Data sources include teacher candidates’ individual written reflections; focus group interviews with teacher candidates and mentor teachers at both schools; and observations of interactions within the various PLCs.


The findings indicated that teacher candidates came away from the experience seeing teaching as a collaborative endeavor.
The ongoing feedback from both their mentor teacher and cohort colleague was critical to their learning to teach process.
The teacher candidates also reported increased confidence due to the support of their cohort colleague, which resulted in their willingness to try-on practices.

Furthermore, teacher candidates possessed a deep level of trust and safety with one another that enabled them to take risks, express their individuality, and recognize that there is more than one approach to reaching students.
The teacher candidates engaged in structured observations focused on student thinking.
The collaborative work accelerated their opportunities to learn as they learned from both their successes and mistakes along with their partner’s successes and mistakes.

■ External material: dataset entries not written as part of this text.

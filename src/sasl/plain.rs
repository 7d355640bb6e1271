/*
 * plain.rs
 * Copyright (C) 2026 The mockmail authors
 *
 * This file is part of mockmail, an in-memory multi-protocol (SMTP/IMAP/POP3) mail
 * server used as a test double.
 *
 * mockmail is free software: you can redistribute it and/or modify
 * it under the terms of the GNU General Public License as published by
 * the Free Software Foundation, either version 3 of the License, or
 * (at your option) any later version.
 *
 * mockmail is distributed in the hope that it will be useful,
 * but WITHOUT ANY WARRANTY; without even the implied warranty of
 * MERCHANTABILITY or FITNESS FOR A PARTICULAR PURPOSE.  See the
 * GNU General Public License for more details.
 *
 * You should have received a copy of the GNU General Public License
 * along with mockmail.  If not, see <http://www.gnu.org/licenses/>.
 */

//! PLAIN SASL (RFC 4616), server side: parse the decoded initial response into credentials.

use super::SaslError;

/// Parse a decoded PLAIN response: `authzid NUL authcid NUL password`.
pub fn parse_plain_credentials(credentials: &[u8]) -> Result<(String, String, String), SaslError> {
    let mut first = None;
    let mut second = None;
    for (i, &b) in credentials.iter().enumerate() {
        if b == 0 {
            if first.is_none() {
                first = Some(i);
            } else {
                second = Some(i);
                break;
            }
        }
    }
    let (f, s) = first.and_then(|f| second.map(|s| (f, s))).ok_or_else(SaslError::plain_invalid)?;
    let authzid = String::from_utf8(credentials[..f].to_vec()).map_err(|_| SaslError::plain_invalid())?;
    let authcid = String::from_utf8(credentials[f + 1..s].to_vec()).map_err(|_| SaslError::plain_invalid())?;
    let password = String::from_utf8(credentials[s + 1..].to_vec()).map_err(|_| SaslError::plain_invalid())?;
    Ok((authzid, authcid, password))
}

#[cfg(test)]
mod tests {
    use super::*;

    #[test]
    fn parses_authzid_authcid_password() {
        let raw = b"\0test\0secret";
        let (authzid, authcid, password) = parse_plain_credentials(raw).unwrap();
        assert_eq!(authzid, "");
        assert_eq!(authcid, "test");
        assert_eq!(password, "secret");
    }

    #[test]
    fn rejects_missing_separators() {
        assert!(parse_plain_credentials(b"notnulseparated").is_err());
    }
}
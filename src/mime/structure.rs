/*
 * structure.rs
 * Copyright (C) 2026 The mockmail authors
 *
 * This file is part of mockmail, an in-memory multi-protocol (SMTP/IMAP/POP3) mail
 * server used as a test double.
 *
 * mockmail is free software: you can redistribute it and/or modify
 * it under the terms of the GNU General Public License as published by
 * the Free Software Foundation, either version 3 of the License, or
 * (at your option) any later version.
 *
 * mockmail is distributed in the hope that it will be useful,
 * but WITHOUT ANY WARRANTY; without even the implied warranty of
 * MERCHANTABILITY or FITNESS FOR A PARTICULAR PURPOSE.  See the
 * GNU General Public License for more details.
 *
 * You should have received a copy of the GNU General Public License
 * along with mockmail.  If not, see <http://www.gnu.org/licenses/>.
 */

//! A `MimeHandler` that collects entity metadata into a tree addressable by IMAP part number
//! (`1`, `1.1`, `2`, ...), for BODY/BODYSTRUCTURE and FETCH BODY[n] section lookups.

use crate::mime::content_type::parse_content_type;
use crate::mime::handler::{MimeHandler, MimeParseError};
use crate::mime::parser::MimeParser;

#[derive(Debug, Clone)]
pub struct EntityNode {
    pub part_number: String,
    pub primary_type: String,
    pub sub_type: String,
    pub params: Vec<(String, String)>,
    pub id: Option<String>,
    pub description: Option<String>,
    pub encoding: String,
    pub disposition: Option<String>,
    pub size: usize,
    pub lines: usize,
    pub children: Vec<EntityNode>,
}

impl EntityNode {
    pub fn is_multipart(&self) -> bool {
        self.primary_type.eq_ignore_ascii_case("multipart")
    }

    /// Find the entity addressed by an IMAP section part number such as "1.2". An empty
    /// string addresses the top-level message itself.
    pub fn find(&self, part_number: &str) -> Option<&EntityNode> {
        if part_number.is_empty() || part_number == self.part_number {
            return Some(self);
        }
        for child in &self.children {
            if part_number == child.part_number || part_number.starts_with(&format!("{}.", child.part_number)) {
                return child.find(part_number);
            }
        }
        None
    }
}

struct Building {
    part_number: String,
    primary_type: String,
    sub_type: String,
    params: Vec<(String, String)>,
    id: Option<String>,
    description: Option<String>,
    encoding: String,
    disposition: Option<String>,
    size: usize,
    lines: usize,
    children: Vec<EntityNode>,
}

impl Building {
    fn new(part_number: String) -> Self {
        Self {
            part_number,
            primary_type: "text".to_string(),
            sub_type: "plain".to_string(),
            params: Vec::new(),
            id: None,
            description: None,
            encoding: "7bit".to_string(),
            disposition: None,
            size: 0,
            lines: 0,
            children: Vec::new(),
        }
    }

    fn finish(self) -> EntityNode {
        EntityNode {
            part_number: self.part_number,
            primary_type: self.primary_type,
            sub_type: self.sub_type,
            params: self.params,
            id: self.id,
            description: self.description,
            encoding: self.encoding,
            disposition: self.disposition,
            size: self.size,
            lines: self.lines,
            children: self.children,
        }
    }
}

/// Collects `EntityNode`s in document order; `start_entity`/`end_entity` nest exactly like the
/// MIME tree, so a simple stack reconstructs it without needing parent pointers from the parser.
#[derive(Default)]
pub struct StructureCollector {
    stack: Vec<Building>,
    child_counter: Vec<usize>,
    root: Option<EntityNode>,
}

impl StructureCollector {
    pub fn new() -> Self {
        Self::default()
    }

    pub fn into_root(self) -> Option<EntityNode> {
        self.root
    }

    fn current_mut(&mut self) -> Option<&mut Building> {
        self.stack.last_mut()
    }
}

impl MimeHandler for StructureCollector {
    fn start_entity(&mut self, _boundary: Option<&str>) -> Result<(), MimeParseError> {
        let part_number = if self.stack.is_empty() {
            String::new()
        } else {
            let counter = self.child_counter.last_mut().expect("counter pushed with stack frame");
            *counter += 1;
            let parent_number = &self.stack.last().unwrap().part_number;
            if parent_number.is_empty() {
                counter.to_string()
            } else {
                format!("{}.{}", parent_number, counter)
            }
        };
        self.stack.push(Building::new(part_number));
        self.child_counter.push(0);
        Ok(())
    }

    fn content_type(&mut self, content_type: &str) -> Result<(), MimeParseError> {
        if let Some(ct) = parse_content_type(content_type) {
            if let Some(node) = self.current_mut() {
                node.primary_type = ct.get_primary_type().to_string();
                node.sub_type = ct.get_sub_type().to_string();
                for key in ["charset", "name", "boundary", "format"] {
                    if let Some(v) = ct.get_parameter(key) {
                        node.params.push((key.to_string(), v.to_string()));
                    }
                }
            }
        }
        Ok(())
    }

    fn content_disposition(&mut self, value: &str) -> Result<(), MimeParseError> {
        if let Some(node) = self.current_mut() {
            node.disposition = Some(value.to_string());
        }
        Ok(())
    }

    fn content_transfer_encoding(&mut self, encoding: &str) -> Result<(), MimeParseError> {
        if let Some(node) = self.current_mut() {
            node.encoding = encoding.to_string();
        }
        Ok(())
    }

    fn content_id(&mut self, id: &str) -> Result<(), MimeParseError> {
        if let Some(node) = self.current_mut() {
            node.id = Some(id.to_string());
        }
        Ok(())
    }

    fn content_description(&mut self, description: &str) -> Result<(), MimeParseError> {
        if let Some(node) = self.current_mut() {
            node.description = Some(description.to_string());
        }
        Ok(())
    }

    fn body_content(&mut self, data: &[u8]) -> Result<(), MimeParseError> {
        if let Some(node) = self.current_mut() {
            node.size += data.len() + 2; // +CRLF, matching the per-line delivery contract
            node.lines += 1;
        }
        Ok(())
    }

    fn end_entity(&mut self, _boundary: Option<&str>) -> Result<(), MimeParseError> {
        self.child_counter.pop();
        if let Some(building) = self.stack.pop() {
            let node = building.finish();
            if let Some(parent) = self.stack.last_mut() {
                parent.children.push(node);
            } else {
                self.root = Some(node);
            }
        }
        Ok(())
    }
}

/// Parse a full message into its entity tree.
pub fn parse_structure(raw: &[u8]) -> Option<EntityNode> {
    let mut parser = MimeParser::new(StructureCollector::new());
    let _ = parser.receive(raw);
    let _ = parser.close();
    parser.into_inner().into_root()
}

#[cfg(test)]
mod tests {
    use super::*;

    #[test]
    fn single_part_message_has_empty_part_number() {
        let msg = b"Content-Type: text/plain\r\n\r\nhello\r\n";
        let root = parse_structure(msg).unwrap();
        assert_eq!(root.part_number, "");
        assert_eq!(root.primary_type, "text");
        assert!(root.children.is_empty());
    }

    #[test]
    fn multipart_children_numbered_from_one() {
        let msg = b"Content-Type: multipart/mixed; boundary=sep\r\n\r\n--sep\r\nContent-Type: text/plain\r\n\r\nfirst\r\n--sep\r\nContent-Type: text/html\r\n\r\n<p>second</p>\r\n--sep--\r\n";
        let root = parse_structure(msg).unwrap();
        assert!(root.is_multipart());
        assert_eq!(root.children.len(), 2);
        assert_eq!(root.children[0].part_number, "1");
        assert_eq!(root.children[1].part_number, "2");
        assert_eq!(root.children[1].sub_type, "html");
    }

    #[test]
    fn find_locates_nested_part_by_number() {
        let msg = b"Content-Type: multipart/mixed; boundary=sep\r\n\r\n--sep\r\nContent-Type: text/plain\r\n\r\nfirst\r\n--sep--\r\n";
        let root = parse_structure(msg).unwrap();
        assert!(root.find("1").is_some());
        assert!(root.find("2").is_none());
        assert_eq!(root.find("").unwrap().part_number, "");
    }
}
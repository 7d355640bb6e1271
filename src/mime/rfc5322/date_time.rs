/*
 * date_time.rs
 * Copyright (C) 2026 The mockmail authors
 *
 * This file is part of mockmail, an in-memory multi-protocol (SMTP/IMAP/POP3) mail
 * server used as a test double.
 *
 * mockmail is free software: you can redistribute it and/or modify
 * it under the terms of the GNU General Public License as published by
 * the Free Software Foundation, either version 3 of the License, or
 * (at your option) any later version.
 *
 * mockmail is distributed in the hope that it will be useful,
 * but WITHOUT ANY WARRANTY; without even the implied warranty of
 * MERCHANTABILITY or FITNESS FOR A PARTICULAR PURPOSE.  See the
 * GNU General Public License for more details.
 *
 * You should have received a copy of the GNU General Public License
 * along with mockmail.  If not, see <http://www.gnu.org/licenses/>.
 */

//! RFC 5322 date-time parsing (section 3.3).

use chrono::{DateTime, FixedOffset};

/// Parse an RFC 5322 date-time string (e.g. "Fri, 21 Nov 1997 09:55:06 -0600").
/// Returns None on parse failure.
pub fn parse_rfc5322_date(value: &str) -> Option<DateTime<FixedOffset>> {
    let value = value.trim();
    if value.is_empty() {
        return None;
    }
    chrono::DateTime::parse_from_rfc2822(value).ok().or_else(|| parse_obsolete_date(value))
}

/// Obsolete formats: 2-digit year, optional seconds, legacy zone names.
fn parse_obsolete_date(value: &str) -> Option<DateTime<FixedOffset>> {
    let value = value.trim();
    let value = convert_obsolete_timezones(value);
    let value = convert_two_digit_year(&value);
    // Try without seconds first
    if let Some(dt) = chrono::DateTime::parse_from_str(&value, "%d %b %Y %H:%M %z").ok() {
        return Some(dt);
    }
    chrono::DateTime::parse_from_str(&value, "%d %b %Y %H:%M:%S %z").ok()
}

/// Convert 2-digit year to 4-digit (RFC 5322 4.5: 00-49 -> 2000-2049, 50-99 -> 1950-1999).
/// Only replace a 2-digit token that follows a month abbreviation (e.g. "Nov 99").
fn convert_two_digit_year(s: &str) -> String {
    const MONTHS: &[&str] = &[
        " Jan ", " Feb ", " Mar ", " Apr ", " May ", " Jun ",
        " Jul ", " Aug ", " Sep ", " Oct ", " Nov ", " Dec ",
    ];
    let mut s = s.to_string();
    for month in MONTHS {
        for (i, _) in s.match_indices(month) {
            let after = i + month.len();
            if after + 2 <= s.len()
                && s.as_bytes()[after].is_ascii_digit()
                && s.as_bytes()[after + 1].is_ascii_digit()
                && (after + 2 == s.len() || !s.as_bytes()[after + 2].is_ascii_digit())
            {
                let yy = (s.as_bytes()[after] - b'0') * 10 + (s.as_bytes()[after + 1] - b'0');
                let full = if yy <= 49 {
                    2000 + yy as u32
                } else {
                    1900 + yy as u32
                };
                s.replace_range(after..after + 2, &full.to_string());
                break;
            }
        }
    }
    s
}

fn convert_obsolete_timezones(s: &str) -> String {
    let s = s.replace(" GMT ", " +0000 ");
    let s = s.replace(" UT ", " +0000 ");
    let s = s.replace(" UTC ", " +0000 ");
    let s = s.replace(" EST ", " -0500 ");
    let s = s.replace(" EDT ", " -0400 ");
    let s = s.replace(" CST ", " -0600 ");
    let s = s.replace(" CDT ", " -0500 ");
    let s = s.replace(" MST ", " -0700 ");
    let s = s.replace(" MDT ", " -0600 ");
    let s = s.replace(" PST ", " -0800 ");
    let s = s.replace(" PDT ", " -0700 ");
    s
}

The cohort structure led teacher candidates to bond and this bond was even stronger due to the proximity of their classroom-based work.
The bond was not limited to commonalities and friendship alone it extended into collaboratively learning to teach.

The authors argue that teacher candidates stated that collaboration was central to their learning. Teacher candidates finished the program with a strong commitment to teach each student for understanding.
They envision building strong relationships and learning communities with students and with colleagues e seeing this as part of what teachers do.

Finally, the teacher candidates found value in the ongoing examination of their practice, both individually and with others, enough so that at the end of the program they looked for teaching positions where they might have the opportunity to collaborate with a common focus on student learning.
Most importantly, they build a support system in which we can feel safe to take risks, to learn from both our successes and our failures.

In conclusion, the authors propose a shift in teacher education toward collaborative inquiry about teaching and learning within school/ university partnerships.